§ **Required action**:
Copy each line of the data below with the word "String".

[Stored data entries]
________________

//! Auswertung numerischer Eingaben (Länge, Winkel, Radius) aus der
//! Befehlszeile.
//!
//! Grammatik (rekursiver Abstieg):
//! ```text
//! expr   := term (('+' | '-') term)*
//! term   := unary (('*' | '/') unary)*
//! unary  := '-' unary | '+' unary | power
//! power  := atom ('^' unary)?
//! atom   := number | ident | ident '(' expr ')' | '(' expr ')'
//! ```
//! Bekannte Konstanten: `pi`, `e`. Funktionen: `sin`, `cos`, `tan`,
//! `asin`, `acos`, `atan`, `sqrt`, `abs`, `ln`, `log` (Winkel in Grad).
//! Die Verschachtelungstiefe ist auf [`MAX_DEPTH`] begrenzt.

use thiserror::Error;

/// Maximale Verschachtelungstiefe (Vorzeichen, Klammern, Exponenten).
pub const MAX_DEPTH: usize = 256;

/// Fehler bei der Auswertung eines Ausdrucks.
#[derive(Debug, Clone, PartialEq, Error)]
pub enum ExpressionError {
    #[error("leerer Ausdruck")]
    Empty,
    #[error("unerwartetes Zeichen '{0}' an Position {1}")]
    UnexpectedChar(char, usize),
    #[error("unerwartetes Ende des Ausdrucks")]
    UnexpectedEnd,
    #[error("unbekannter Bezeichner '{0}'")]
    UnknownIdentifier(String),
    #[error("ungültige Zahl '{0}'")]
    InvalidNumber(String),
    #[error("Ergebnis ist keine endliche Zahl")]
    NotFinite,
    #[error("Ausdruck zu tief verschachtelt (maximal {MAX_DEPTH} Ebenen)")]
    TooDeep,
}

/// Wertet einen Ausdruck zu einer Gleitkommazahl aus.
pub fn evaluate(input: &str) -> Result<f64, ExpressionError> {
    let tokens: Vec<char> = input.chars().collect();
    if tokens.iter().all(|c| c.is_whitespace()) {
        return Err(ExpressionError::Empty);
    }
    let mut parser = Parser {
        chars: tokens,
        pos: 0,
        depth: 0,
    };
    let value = parser.expr()?;
    parser.skip_ws();
    if let Some(c) = parser.peek() {
        return Err(ExpressionError::UnexpectedChar(c, parser.pos));
    }
    if !value.is_finite() {
        return Err(ExpressionError::NotFinite);
    }
    Ok(value)
}

struct Parser {
    chars: Vec<char>,
    pos: usize,
    depth: usize,
}

impl Parser {
    fn peek(&self) -> Option<char> {
        self.chars.get(self.pos).copied()
    }

    fn skip_ws(&mut self) {
        while self.peek().is_some_and(char::is_whitespace) {
            self.pos += 1;
        }
    }

    /// Nächstes Nicht-Leerzeichen, falls es `c` ist.
    fn eat(&mut self, c: char) -> bool {
        self.skip_ws();
        if self.peek() == Some(c) {
            self.pos += 1;
            true
        } else {
            false
        }
    }

    fn expr(&mut self) -> Result<f64, ExpressionError> {
        let mut value = self.term()?;
        loop {
            if self.eat('+') {
                value += self.term()?;
            } else if self.eat('-') {
                value -= self.term()?;
            } else {
                return Ok(value);
            }
        }
    }

    fn term(&mut self) -> Result<f64, ExpressionError> {
        let mut value = self.unary()?;
        loop {
            if self.eat('*') {
                value *= self.unary()?;
            } else if self.eat('/') {
                value /= self.unary()?;
            } else {
                return Ok(value);
            }
        }
    }

    /// Jede Rekursion (Vorzeichen, Klammer, Funktion, Exponent) läuft
    /// über `unary`, daher wird die Tiefe nur hier gezählt.
    fn unary(&mut self) -> Result<f64, ExpressionError> {
        if self.depth >= MAX_DEPTH {
            return Err(ExpressionError::TooDeep);
        }
        self.depth += 1;
        let value = self.signed();
        self.depth -= 1;
        value
    }

    fn signed(&mut self) -> Result<f64, ExpressionError> {
        if self.eat('-') {
            return Ok(-self.unary()?);
        }
        if self.eat('+') {
            return self.unary();
        }
        self.power()
    }

    fn power(&mut self) -> Result<f64, ExpressionError> {
        let base = self.atom()?;
        if self.eat('^') {
            // rechtsassoziativ
            let exponent = self.unary()?;
            return Ok(base.powf(exponent));
        }
        Ok(base)
    }

    fn atom(&mut self) -> Result<f64, ExpressionError> {
        self.skip_ws();
        match self.peek() {
            None => Err(ExpressionError::UnexpectedEnd),
            Some('(') => {
                self.pos += 1;
                let value = self.expr()?;
                if !self.eat(')') {
                    return match self.peek() {
                        Some(c) => Err(ExpressionError::UnexpectedChar(c, self.pos)),
                        None => Err(ExpressionError::UnexpectedEnd),
                    };
                }
                Ok(value)
            }
            Some(c) if c.is_ascii_digit() || c == '.' => self.number(),
            Some(c) if c.is_alphabetic() => self.identifier(),
            Some(c) => Err(ExpressionError::UnexpectedChar(c, self.pos)),
        }
    }

    fn number(&mut self) -> Result<f64, ExpressionError> {
        let start = self.pos;
        while self.peek().is_some_and(|c| c.is_ascii_digit() || c == '.') {
            self.pos += 1;
        }
        // Exponent (1e-3)
        if matches!(self.peek(), Some('e' | 'E'))
            && self
                .chars
                .get(self.pos + 1)
                .is_some_and(|c| c.is_ascii_digit() || *c == '-' || *c == '+')
        {
            self.pos += 2;
            while self.peek().is_some_and(|c| c.is_ascii_digit()) {
                self.pos += 1;
            }
        }
        let text: String = self.chars[start..self.pos].iter().collect();
        text.parse::<f64>()
            .map_err(|_| ExpressionError::InvalidNumber(text))
    }

    fn identifier(&mut self) -> Result<f64, ExpressionError> {
        let start = self.pos;
        while self.peek().is_some_and(|c| c.is_alphanumeric() || c == '_') {
            self.pos += 1;
        }
        let name: String = self.chars[start..self.pos].iter().collect::<String>().to_lowercase();
        match name.as_str() {
            "pi" => return Ok(std::f64::consts::PI),
            "e" => return Ok(std::f64::consts::E),
            _ => {}
        }
        let func: fn(f64) -> f64 = match name.as_str() {
            "sin" => |x: f64| x.to_radians().sin(),
            "cos" => |x: f64| x.to_radians().cos(),
            "tan" => |x: f64| x.to_radians().tan(),
            "asin" => |x: f64| x.asin().to_degrees(),
            "acos" => |x: f64| x.acos().to_degrees(),
            "atan" => |x: f64| x.atan().to_degrees(),
            "sqrt" => f64::sqrt,
            "abs" => f64::abs,
            "ln" => f64::ln,
            "log" => f64::log10,
            _ => return Err(ExpressionError::UnknownIdentifier(name)),
        };
        if !self.eat('(') {
            return Err(match self.peek() {
                Some(c) => ExpressionError::UnexpectedChar(c, self.pos),
                None => ExpressionError::UnexpectedEnd,
            });
        }
        let arg = self.expr()?;
        if !self.eat(')') {
            return Err(ExpressionError::UnexpectedEnd);
        }
        Ok(func(arg))
    }
}

#[cfg(test)]
mod tests {
    use super::*;
    use approx::assert_abs_diff_eq;

    #[test]
    fn arithmetic_with_precedence() {
        assert_eq!(evaluate("1 + 2 * 3"), Ok(7.0));
        assert_eq!(evaluate("(1 + 2) * 3"), Ok(9.0));
        assert_eq!(evaluate("-2^2"), Ok(-4.0));
        assert_eq!(evaluate("2^3^2"), Ok(512.0));
        assert_eq!(evaluate("1.5e2"), Ok(150.0));
    }

    #[test]
    fn functions_use_degrees() {
        assert_abs_diff_eq!(evaluate("sin(30)").expect("Wert erwartet"), 0.5, epsilon = 1e-12);
        assert_abs_diff_eq!(evaluate("atan(1)").expect("Wert erwartet"), 45.0, epsilon = 1e-12);
        assert_abs_diff_eq!(evaluate("sqrt(2)*sqrt(2)").expect("Wert erwartet"), 2.0, epsilon = 1e-12);
    }

    #[test]
    fn errors_are_reported() {
        assert_eq!(evaluate("   "), Err(ExpressionError::Empty));
        assert_eq!(evaluate("1 +"), Err(ExpressionError::UnexpectedEnd));
        assert_eq!(evaluate("abc"), Err(ExpressionError::UnknownIdentifier("abc".into())));
        assert_eq!(evaluate("1 / 0"), Err(ExpressionError::NotFinite));
        assert!(matches!(evaluate("2 $ 3"), Err(ExpressionError::UnexpectedChar('$', 2))));
        assert!(matches!(evaluate("1..2"), Err(ExpressionError::InvalidNumber(_))));
    }

    #[test]
    fn deep_nesting_is_rejected_without_overflow() {
        let signs = format!("{}1", "-".repeat(100_000));
        assert_eq!(evaluate(&signs), Err(ExpressionError::TooDeep));

        let parens = "(".repeat(100_000);
        assert_eq!(evaluate(&parens), Err(ExpressionError::TooDeep));

        let powers = vec!["2"; 100_000].join("^");
        assert_eq!(evaluate(&powers), Err(ExpressionError::TooDeep));
    }

    #[test]
    fn nesting_below_limit_is_accepted() {
        let depth = MAX_DEPTH / 2;
        let nested = format!("{}7{}", "(".repeat(depth), ")".repeat(depth));
        assert_eq!(evaluate(&nested), Ok(7.0));
        assert_eq!(evaluate(&format!("{}1", "-".repeat(100))), Ok(1.0));
    }
}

________________

§ **Your solution**:
    UnknownIdentifier(String),
    InvalidNumber(String),
        let text: String = self.chars[start..self.pos].iter().collect();
        let name: String = self.chars[start..self.pos].iter().collect::<String>().to_lowercase();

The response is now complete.